We are filled up, man. There's always a chance someone may no show though, so I'll let you know if there's a free slot one race in.

Add my NNID just in case if you don't have it!


----------



## Tensu (Aug 25, 2016)

Paperboy is gonna wreck us all rip


----------



## Paperboy012305 (Aug 25, 2016)

Azure said:


> Paperboy is gonna wreck us all rip


No, not really...

Forgive me if I do...


----------



## Javocado (Aug 25, 2016)

Room is up! Races officially kick off in 10 minutes. Best of luck to all!


----------



## Paperboy012305 (Aug 25, 2016)

Hey. Been wondering. Where has your Discord server been?


----------



## Javocado (Aug 25, 2016)

Paperboy012305 said:


> Hey. Been wondering. Where has your Discord server been?



Gave ya a link in the VM, but here it is again if ya want it lad.
https://discord.gg/mvHh3


----------



## Cascade (Aug 25, 2016)

Good games  it was really fun


----------



## Tensu (Aug 25, 2016)

Gg everyone!


----------



## Javocado (Aug 25, 2016)

Thank you all for the wonderful races! I couldn't have hosted this tourney without everyone who participated so a thousand thanks. I'll try and pull these together as much as I can, so stay tuned for the next one.

I will have results up sometime tonight.


----------



## Cascade (Aug 25, 2016)

Who is Tyler btw?


----------



## DarkDesertFox (Aug 25, 2016)

Cascade said:


> Who is Tyler btw?



Me.


----------



## Javocado (Aug 26, 2016)

1st: DarkDesertFox - 210 Points
2nd: Javocado - 207 Points
3rd: Cascade: - 186 Points
4th: Paperboy012305 - 147 Points
5th: Jetix - 133 Points
6th: Azure - 132 Points
7th: Toadsworthy - 96 Points
8th: Superpenguin - 86 Points
9th: improper - 48 Points
10th: yurimei - 27 points
11th: amanda1983 - 26 Points

Congratulations to our winner, DarkDesertFox!






Thanks once again for coming out to race, everyone.
Until next time!​


----------



## DarkDesertFox (Aug 26, 2016)

Aw yes!

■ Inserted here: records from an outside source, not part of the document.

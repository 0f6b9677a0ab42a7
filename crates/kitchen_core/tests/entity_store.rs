use kitchen_core::{EntityStore, MealEntry, MealType, MemoryStore, RecordId, StoreError, Weekday};

fn meal(id: &str, day: Weekday, recipe: &str) -> MealEntry {
    MealEntry {
        id: RecordId::from(id),
        day,
        meal_type: MealType::Dinner,
        recipe: recipe.to_string(),
        notes: String::new(),
    }
}

#[test]
fn insert_then_get_returns_equal_record() {
    let mut store = MemoryStore::new();
    let record = meal("a", Weekday::Monday, "Soup");
    store.insert(record.clone()).unwrap();

    assert_eq!(store.get(&RecordId::from("a")).unwrap(), record);
}

#[test]
fn all_preserves_insertion_order() {
    let mut store = MemoryStore::new();
    let a = meal("a", Weekday::Friday, "Soup");
    let b = meal("b", Weekday::Monday, "Salad");
    store.insert(a.clone()).unwrap();
    store.insert(b.clone()).unwrap();

    assert_eq!(store.all(), vec![a, b]);
}

#[test]
fn duplicate_insert_fails_and_keeps_state() {
    let mut store = MemoryStore::new();
    store.insert(meal("a", Weekday::Monday, "Soup")).unwrap();

    let err = store
        .insert(meal("a", Weekday::Tuesday, "Other"))
        .unwrap_err();
    assert_eq!(err, StoreError::DuplicateId(RecordId::from("a")));
    assert_eq!(store.len(), 1);
    assert_eq!(store.get(&RecordId::from("a")).unwrap().recipe, "Soup");
}

#[test]
fn get_unknown_id_is_not_found() {
    let store: MemoryStore<MealEntry> = MemoryStore::new();
    let err = store.get(&RecordId::from("missing")).unwrap_err();
    assert_eq!(err, StoreError::NotFound(RecordId::from("missing")));
    assert!(err.to_string().contains("missing"));
}

#[test]
fn remove_twice_equals_remove_once() {
    let mut store = MemoryStore::new();
    store.insert(meal("a", Weekday::Monday, "Soup")).unwrap();
    store.insert(meal("b", Weekday::Monday, "Salad")).unwrap();

    let id = RecordId::from("a");
    assert!(store.remove(&id).is_some());
    let after_once = store.all();
    assert!(store.remove(&id).is_none());
    assert_eq!(store.all(), after_once);
}

#[test]
fn snapshot_is_detached_from_later_mutations() {
    let mut store = MemoryStore::new();
    store.insert(meal("a", Weekday::Monday, "Soup")).unwrap();
    let snapshot = store.all();

    store.insert(meal("b", Weekday::Monday, "Salad")).unwrap();
    store.remove(&RecordId::from("a"));

    assert_eq!(snapshot.len(), 1);
    assert_eq!(snapshot[0].id, RecordId::from("a"));
}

Thank you! This is made my day.


----------



## Javocado (Aug 26, 2016)

DarkDesertFox said:


> Aw yes! Thank you! This is made my day.



No problemo pal! Contact me about which prize you would like!

#RosalinaMasterRace


----------



## amanda1983 (Aug 26, 2016)

Oooh 26 points that's got to be my new high score lol!!

Congratulations to the winners and thanks for letting me join in the fun!


----------



## AkatsukiYoshi (Aug 26, 2016)

Congrats on the winners! I really wished this tournament was on Friday, but then again it was my fault for not reading the thread. I basically saw Mario Kart 8 tournament and was interested without reading everything closely.


----------



## MishMeesh (Aug 26, 2016)

I hope to participate in one of these if more are held! I've only ever played with randoms online, it'd be fun to play in a group of TBTers. I've never got the DLC though so I suppose I'll actually have to do that and then practice the new tracks. ^^;


----------



## Paperboy012305 (Aug 26, 2016)

Well. At least i'm in 4th. Congrats to all.


----------



## Tensu (Aug 26, 2016)

Thanks for hosting this Jav! It was real fun  Can't wait for the next one!


----------



## Plushieluver101 (Aug 28, 2016)

Congratties, everyone!  Well done to the winner, @DarkDesertFox! 

P.S., how do you mention people? The '@ sign' doesn't do anything.


----------



## SensaiGallade (Aug 28, 2016)

I wish I knew about this...


----------